*Problem*: Could you report every line from the entries that includes the word "Cool"?

------------------------------------

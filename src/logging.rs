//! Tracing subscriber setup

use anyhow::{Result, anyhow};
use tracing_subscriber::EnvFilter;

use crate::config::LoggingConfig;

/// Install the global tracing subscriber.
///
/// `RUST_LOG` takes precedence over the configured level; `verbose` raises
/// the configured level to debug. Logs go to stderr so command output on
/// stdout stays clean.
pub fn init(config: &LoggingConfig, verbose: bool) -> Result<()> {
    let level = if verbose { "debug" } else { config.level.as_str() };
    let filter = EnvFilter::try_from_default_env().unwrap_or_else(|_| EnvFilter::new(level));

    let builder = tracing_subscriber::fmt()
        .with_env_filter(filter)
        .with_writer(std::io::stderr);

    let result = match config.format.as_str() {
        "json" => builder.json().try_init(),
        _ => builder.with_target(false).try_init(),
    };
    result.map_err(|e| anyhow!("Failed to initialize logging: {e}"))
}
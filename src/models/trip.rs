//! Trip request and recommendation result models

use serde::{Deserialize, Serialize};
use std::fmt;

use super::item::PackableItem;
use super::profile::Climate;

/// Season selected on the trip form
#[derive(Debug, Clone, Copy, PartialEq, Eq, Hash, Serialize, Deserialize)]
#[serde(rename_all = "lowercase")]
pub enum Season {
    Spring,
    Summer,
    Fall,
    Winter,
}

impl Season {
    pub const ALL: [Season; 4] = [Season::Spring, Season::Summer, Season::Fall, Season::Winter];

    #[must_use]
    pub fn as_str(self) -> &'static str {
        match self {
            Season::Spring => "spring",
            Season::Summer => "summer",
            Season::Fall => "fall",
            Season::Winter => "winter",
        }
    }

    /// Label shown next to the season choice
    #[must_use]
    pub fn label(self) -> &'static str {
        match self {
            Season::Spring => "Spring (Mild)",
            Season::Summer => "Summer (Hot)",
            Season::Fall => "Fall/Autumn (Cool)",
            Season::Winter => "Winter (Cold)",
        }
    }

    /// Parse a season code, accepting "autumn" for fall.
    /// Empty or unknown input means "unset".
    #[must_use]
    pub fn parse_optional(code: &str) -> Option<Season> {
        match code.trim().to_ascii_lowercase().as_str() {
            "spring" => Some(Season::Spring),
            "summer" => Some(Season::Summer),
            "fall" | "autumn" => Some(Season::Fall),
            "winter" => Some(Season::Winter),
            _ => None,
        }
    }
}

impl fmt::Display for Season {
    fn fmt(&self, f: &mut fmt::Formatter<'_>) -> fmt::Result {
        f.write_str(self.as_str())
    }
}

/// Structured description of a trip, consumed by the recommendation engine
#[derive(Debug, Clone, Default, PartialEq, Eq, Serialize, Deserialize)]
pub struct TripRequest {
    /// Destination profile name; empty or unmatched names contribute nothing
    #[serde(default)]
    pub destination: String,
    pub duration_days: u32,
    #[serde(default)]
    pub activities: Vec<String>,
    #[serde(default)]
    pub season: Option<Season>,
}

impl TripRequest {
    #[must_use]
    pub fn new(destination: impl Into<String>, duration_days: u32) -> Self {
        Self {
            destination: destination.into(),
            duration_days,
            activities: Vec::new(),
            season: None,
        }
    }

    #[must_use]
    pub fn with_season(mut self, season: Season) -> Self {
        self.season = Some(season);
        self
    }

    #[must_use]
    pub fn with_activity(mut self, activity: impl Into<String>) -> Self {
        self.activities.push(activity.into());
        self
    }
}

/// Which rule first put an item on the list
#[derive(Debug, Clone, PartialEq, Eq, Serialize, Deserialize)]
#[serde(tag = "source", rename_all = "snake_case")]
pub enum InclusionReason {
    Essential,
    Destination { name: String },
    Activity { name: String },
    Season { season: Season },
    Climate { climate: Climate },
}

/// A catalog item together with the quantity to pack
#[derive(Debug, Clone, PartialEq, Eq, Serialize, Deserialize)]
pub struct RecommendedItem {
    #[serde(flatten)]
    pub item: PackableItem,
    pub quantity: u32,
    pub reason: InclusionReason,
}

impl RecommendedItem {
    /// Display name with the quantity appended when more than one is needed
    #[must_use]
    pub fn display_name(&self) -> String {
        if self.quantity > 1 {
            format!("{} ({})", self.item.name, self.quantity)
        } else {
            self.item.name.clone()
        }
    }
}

------------------------------------

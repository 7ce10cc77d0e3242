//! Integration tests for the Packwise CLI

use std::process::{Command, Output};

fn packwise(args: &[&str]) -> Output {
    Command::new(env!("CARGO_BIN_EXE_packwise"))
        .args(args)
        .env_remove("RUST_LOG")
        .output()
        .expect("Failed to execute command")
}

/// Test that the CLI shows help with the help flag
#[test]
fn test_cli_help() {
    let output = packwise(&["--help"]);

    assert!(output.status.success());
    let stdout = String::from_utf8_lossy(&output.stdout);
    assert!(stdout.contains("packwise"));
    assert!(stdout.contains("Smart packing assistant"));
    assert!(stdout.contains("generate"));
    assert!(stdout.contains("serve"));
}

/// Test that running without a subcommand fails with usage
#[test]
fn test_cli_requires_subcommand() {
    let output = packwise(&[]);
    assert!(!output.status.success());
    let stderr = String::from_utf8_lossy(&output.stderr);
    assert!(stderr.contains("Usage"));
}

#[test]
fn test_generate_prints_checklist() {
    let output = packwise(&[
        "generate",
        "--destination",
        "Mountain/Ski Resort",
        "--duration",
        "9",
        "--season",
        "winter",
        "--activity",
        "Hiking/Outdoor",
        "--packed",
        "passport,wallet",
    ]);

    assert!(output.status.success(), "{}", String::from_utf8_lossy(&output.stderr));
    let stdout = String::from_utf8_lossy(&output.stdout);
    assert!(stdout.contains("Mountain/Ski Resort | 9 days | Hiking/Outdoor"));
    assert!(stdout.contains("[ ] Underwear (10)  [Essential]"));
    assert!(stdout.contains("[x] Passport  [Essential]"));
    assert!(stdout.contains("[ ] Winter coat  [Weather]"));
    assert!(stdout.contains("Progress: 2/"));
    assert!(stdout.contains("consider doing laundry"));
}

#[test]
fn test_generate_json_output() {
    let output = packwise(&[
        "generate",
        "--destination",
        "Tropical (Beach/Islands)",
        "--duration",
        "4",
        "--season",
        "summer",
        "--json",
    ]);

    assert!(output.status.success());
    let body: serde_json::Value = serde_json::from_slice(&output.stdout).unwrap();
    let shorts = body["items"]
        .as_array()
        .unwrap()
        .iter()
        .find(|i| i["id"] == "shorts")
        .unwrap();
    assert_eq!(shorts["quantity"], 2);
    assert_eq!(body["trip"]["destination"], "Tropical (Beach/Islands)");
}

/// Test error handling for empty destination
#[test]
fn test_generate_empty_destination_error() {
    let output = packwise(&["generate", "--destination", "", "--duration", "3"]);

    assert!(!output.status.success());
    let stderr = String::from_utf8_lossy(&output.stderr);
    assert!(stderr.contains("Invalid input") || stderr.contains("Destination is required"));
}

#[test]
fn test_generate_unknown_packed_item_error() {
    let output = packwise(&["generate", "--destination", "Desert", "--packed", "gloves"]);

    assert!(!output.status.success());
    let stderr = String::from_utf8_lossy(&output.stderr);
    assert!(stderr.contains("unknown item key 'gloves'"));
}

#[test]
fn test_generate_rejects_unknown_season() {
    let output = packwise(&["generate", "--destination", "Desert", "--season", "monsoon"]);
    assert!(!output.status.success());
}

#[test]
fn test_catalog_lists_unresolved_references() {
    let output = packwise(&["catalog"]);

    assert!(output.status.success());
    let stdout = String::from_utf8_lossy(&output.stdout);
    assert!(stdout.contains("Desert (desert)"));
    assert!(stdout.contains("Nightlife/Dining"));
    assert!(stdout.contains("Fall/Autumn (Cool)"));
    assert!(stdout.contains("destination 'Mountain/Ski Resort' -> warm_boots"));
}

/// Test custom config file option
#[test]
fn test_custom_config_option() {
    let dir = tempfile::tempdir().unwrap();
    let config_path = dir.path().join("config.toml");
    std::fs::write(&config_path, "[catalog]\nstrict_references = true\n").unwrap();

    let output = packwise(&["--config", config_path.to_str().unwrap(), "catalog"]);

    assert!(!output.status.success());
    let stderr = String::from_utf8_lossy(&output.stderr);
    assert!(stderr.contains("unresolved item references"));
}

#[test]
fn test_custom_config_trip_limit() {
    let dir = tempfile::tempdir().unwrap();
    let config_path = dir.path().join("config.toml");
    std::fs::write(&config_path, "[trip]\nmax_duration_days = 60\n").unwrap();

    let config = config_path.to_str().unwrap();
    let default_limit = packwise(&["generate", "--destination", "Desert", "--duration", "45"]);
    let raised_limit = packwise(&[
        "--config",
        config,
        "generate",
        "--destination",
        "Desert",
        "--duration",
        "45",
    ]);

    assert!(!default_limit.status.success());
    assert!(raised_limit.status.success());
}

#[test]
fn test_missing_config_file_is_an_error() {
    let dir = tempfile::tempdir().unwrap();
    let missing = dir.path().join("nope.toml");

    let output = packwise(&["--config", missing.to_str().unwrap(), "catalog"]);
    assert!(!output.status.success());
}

------------------------------------

*Reply*:
            Season::Fall => "Fall/Autumn (Cool)",
    assert!(stdout.contains("Fall/Autumn (Cool)"));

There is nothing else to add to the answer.